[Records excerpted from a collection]
↓
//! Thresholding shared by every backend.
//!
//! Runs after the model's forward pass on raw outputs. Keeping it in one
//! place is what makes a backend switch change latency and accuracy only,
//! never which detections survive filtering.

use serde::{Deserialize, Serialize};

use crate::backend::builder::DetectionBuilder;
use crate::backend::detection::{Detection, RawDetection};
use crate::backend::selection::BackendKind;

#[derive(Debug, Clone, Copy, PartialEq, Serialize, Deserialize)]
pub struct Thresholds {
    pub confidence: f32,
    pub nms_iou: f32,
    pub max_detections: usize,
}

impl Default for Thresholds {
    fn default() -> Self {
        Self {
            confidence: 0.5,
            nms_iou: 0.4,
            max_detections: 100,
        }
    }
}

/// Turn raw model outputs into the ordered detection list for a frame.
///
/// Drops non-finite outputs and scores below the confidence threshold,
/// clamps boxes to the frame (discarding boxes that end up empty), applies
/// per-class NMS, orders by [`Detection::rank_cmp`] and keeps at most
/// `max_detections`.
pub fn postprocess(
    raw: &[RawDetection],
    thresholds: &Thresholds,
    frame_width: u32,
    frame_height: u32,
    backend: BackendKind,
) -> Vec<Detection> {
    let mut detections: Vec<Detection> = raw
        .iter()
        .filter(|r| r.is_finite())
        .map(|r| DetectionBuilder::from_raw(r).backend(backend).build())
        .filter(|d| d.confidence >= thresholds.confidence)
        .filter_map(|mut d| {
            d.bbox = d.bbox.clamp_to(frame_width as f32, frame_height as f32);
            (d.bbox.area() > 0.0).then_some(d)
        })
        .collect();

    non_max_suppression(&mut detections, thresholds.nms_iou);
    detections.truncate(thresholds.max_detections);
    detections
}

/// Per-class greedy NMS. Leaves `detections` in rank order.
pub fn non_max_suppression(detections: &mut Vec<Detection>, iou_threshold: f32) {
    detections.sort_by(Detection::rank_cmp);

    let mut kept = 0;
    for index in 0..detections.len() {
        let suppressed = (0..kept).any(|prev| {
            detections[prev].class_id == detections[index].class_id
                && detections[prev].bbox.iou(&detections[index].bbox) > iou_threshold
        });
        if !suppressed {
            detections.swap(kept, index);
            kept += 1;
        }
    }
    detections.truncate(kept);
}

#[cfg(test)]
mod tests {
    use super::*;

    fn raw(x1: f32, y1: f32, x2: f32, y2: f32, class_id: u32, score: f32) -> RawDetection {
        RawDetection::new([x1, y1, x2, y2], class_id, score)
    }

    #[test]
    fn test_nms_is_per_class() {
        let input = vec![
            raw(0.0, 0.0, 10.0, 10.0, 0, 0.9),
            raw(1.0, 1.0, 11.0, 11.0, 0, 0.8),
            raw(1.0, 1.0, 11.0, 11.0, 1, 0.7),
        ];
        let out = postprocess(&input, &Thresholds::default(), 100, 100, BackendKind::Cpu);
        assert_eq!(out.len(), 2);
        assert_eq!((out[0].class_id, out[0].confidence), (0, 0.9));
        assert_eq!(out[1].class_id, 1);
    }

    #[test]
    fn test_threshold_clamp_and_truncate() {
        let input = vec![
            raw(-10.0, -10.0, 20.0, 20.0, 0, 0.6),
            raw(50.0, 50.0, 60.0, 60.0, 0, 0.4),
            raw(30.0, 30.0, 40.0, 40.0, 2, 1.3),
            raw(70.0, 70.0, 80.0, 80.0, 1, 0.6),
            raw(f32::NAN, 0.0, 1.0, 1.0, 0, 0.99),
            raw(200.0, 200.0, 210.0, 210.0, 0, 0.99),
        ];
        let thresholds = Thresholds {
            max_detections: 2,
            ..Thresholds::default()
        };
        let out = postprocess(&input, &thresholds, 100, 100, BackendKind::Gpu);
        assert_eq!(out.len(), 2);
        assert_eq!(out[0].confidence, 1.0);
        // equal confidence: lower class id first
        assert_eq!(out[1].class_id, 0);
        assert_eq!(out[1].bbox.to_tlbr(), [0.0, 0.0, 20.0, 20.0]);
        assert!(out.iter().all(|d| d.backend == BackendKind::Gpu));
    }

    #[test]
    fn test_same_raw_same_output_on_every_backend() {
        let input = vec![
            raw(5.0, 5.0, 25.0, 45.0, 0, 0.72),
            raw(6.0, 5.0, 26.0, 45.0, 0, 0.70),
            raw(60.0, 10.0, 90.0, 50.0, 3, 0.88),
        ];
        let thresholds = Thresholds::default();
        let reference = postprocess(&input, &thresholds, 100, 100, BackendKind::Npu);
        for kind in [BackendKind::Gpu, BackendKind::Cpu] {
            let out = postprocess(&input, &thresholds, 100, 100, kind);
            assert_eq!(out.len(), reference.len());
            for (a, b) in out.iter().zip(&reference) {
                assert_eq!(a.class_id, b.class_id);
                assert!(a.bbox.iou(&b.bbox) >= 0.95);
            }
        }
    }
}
↑
__Your assignment__.
The reply should consist of the records, reproduced exactly.

__Response to the task__.
//! Thresholding shared by every backend.
//!
//! Runs after the model's forward pass on raw outputs. Keeping it in one
//! place is what makes a backend switch change latency and accuracy only,
//! never which detections survive filtering.

use serde::{Deserialize, Serialize};

use crate::backend::builder::DetectionBuilder;
use crate::backend::detection::{Detection, RawDetection};
use crate::backend::selection::BackendKind;

#[derive(Debug, Clone, Copy, PartialEq, Serialize, Deserialize)]
pub struct Thresholds {
    pub confidence: f32,
    pub nms_iou: f32,
    pub max_detections: usize,
}

impl Default for Thresholds {
    fn default() -> Self {
        Self {
            confidence: 0.5,
            nms_iou: 0.4,
            max_detections: 100,
        }
    }
}

/// Turn raw model outputs into the ordered detection list for a frame.
///
/// Drops non-finite outputs and scores below the confidence threshold,
/// clamps boxes to the frame (discarding boxes that end up empty), applies
/// per-class NMS, orders by [`Detection::rank_cmp`] and keeps at most
/// `max_detections`.
pub fn postprocess(
    raw: &[RawDetection],
    thresholds: &Thresholds,
    frame_width: u32,
    frame_height: u32,
    backend: BackendKind,
) -> Vec<Detection> {
    let mut detections: Vec<Detection> = raw
        .iter()
        .filter(|r| r.is_finite())
        .map(|r| DetectionBuilder::from_raw(r).backend(backend).build())
        .filter(|d| d.confidence >= thresholds.confidence)
        .filter_map(|mut d| {
            d.bbox = d.bbox.clamp_to(frame_width as f32, frame_height as f32);
            (d.bbox.area() > 0.0).then_some(d)
        })
        .collect();

    non_max_suppression(&mut detections, thresholds.nms_iou);
    detections.truncate(thresholds.max_detections);
    detections
}

/// Per-class greedy NMS. Leaves `detections` in rank order.
pub fn non_max_suppression(detections: &mut Vec<Detection>, iou_threshold: f32) {
    detections.sort_by(Detection::rank_cmp);

    let mut kept = 0;
    for index in 0..detections.len() {
        let suppressed = (0..kept).any(|prev| {
            detections[prev].class_id == detections[index].class_id
                && detections[prev].bbox.iou(&detections[index].bbox) > iou_threshold
        });
        if !suppressed {
            detections.swap(kept, index);
            kept += 1;
        }
    }
    detections.truncate(kept);
}

#[cfg(test)]
mod tests {
    use super::*;

    fn raw(x1: f32, y1: f32, x2: f32, y2: f32, class_id: u32, score: f32) -> RawDetection {
        RawDetection::new([x1, y1, x2, y2], class_id, score)
    }

    #[test]
    fn test_nms_is_per_class() {
        let input = vec![
            raw(0.0, 0.0, 10.0, 10.0, 0, 0.9),
            raw(1.0, 1.0, 11.0, 11.0, 0, 0.8),
            raw(1.0, 1.0, 11.0, 11.0, 1, 0.7),
        ];
        let out = postprocess(&input, &Thresholds::default(), 100, 100, BackendKind::Cpu);
        assert_eq!(out.len(), 2);
        assert_eq!((out[0].class_id, out[0].confidence), (0, 0.9));
        assert_eq!(out[1].class_id, 1);
    }

    #[test]
    fn test_threshold_clamp_and_truncate() {
        let input = vec![
            raw(-10.0, -10.0, 20.0, 20.0, 0, 0.6),
            raw(50.0, 50.0, 60.0, 60.0, 0, 0.4),
            raw(30.0, 30.0, 40.0, 40.0, 2, 1.3),
            raw(70.0, 70.0, 80.0, 80.0, 1, 0.6),
            raw(f32::NAN, 0.0, 1.0, 1.0, 0, 0.99),
            raw(200.0, 200.0, 210.0, 210.0, 0, 0.99),
        ];
        let thresholds = Thresholds {
            max_detections: 2,
            ..Thresholds::default()
        };
        let out = postprocess(&input, &thresholds, 100, 100, BackendKind::Gpu);
        assert_eq!(out.len(), 2);
        assert_eq!(out[0].confidence, 1.0);
        // equal confidence: lower class id first
        assert_eq!(out[1].class_id, 0);
        assert_eq!(out[1].bbox.to_tlbr(), [0.0, 0.0, 20.0, 20.0]);
        assert!(out.iter().all(|d| d.backend == BackendKind::Gpu));
    }

    #[test]
    fn test_same_raw_same_output_on_every_backend() {
        let input = vec![
            raw(5.0, 5.0, 25.0, 45.0, 0, 0.72),
            raw(6.0, 5.0, 26.0, 45.0, 0, 0.70),
            raw(60.0, 10.0, 90.0, 50.0, 3, 0.88),
        ];
        let thresholds = Thresholds::default();
        let reference = postprocess(&input, &thresholds, 100, 100, BackendKind::Npu);
        for kind in [BackendKind::Gpu, BackendKind::Cpu] {
            let out = postprocess(&input, &thresholds, 100, 100, kind);
            assert_eq!(out.len(), reference.len());
            for (a, b) in out.iter().zip(&reference) {
                assert_eq!(a.class_id, b.class_id);
                assert!(a.bbox.iou(&b.bbox) >= 0.95);
            }
        }
    }
}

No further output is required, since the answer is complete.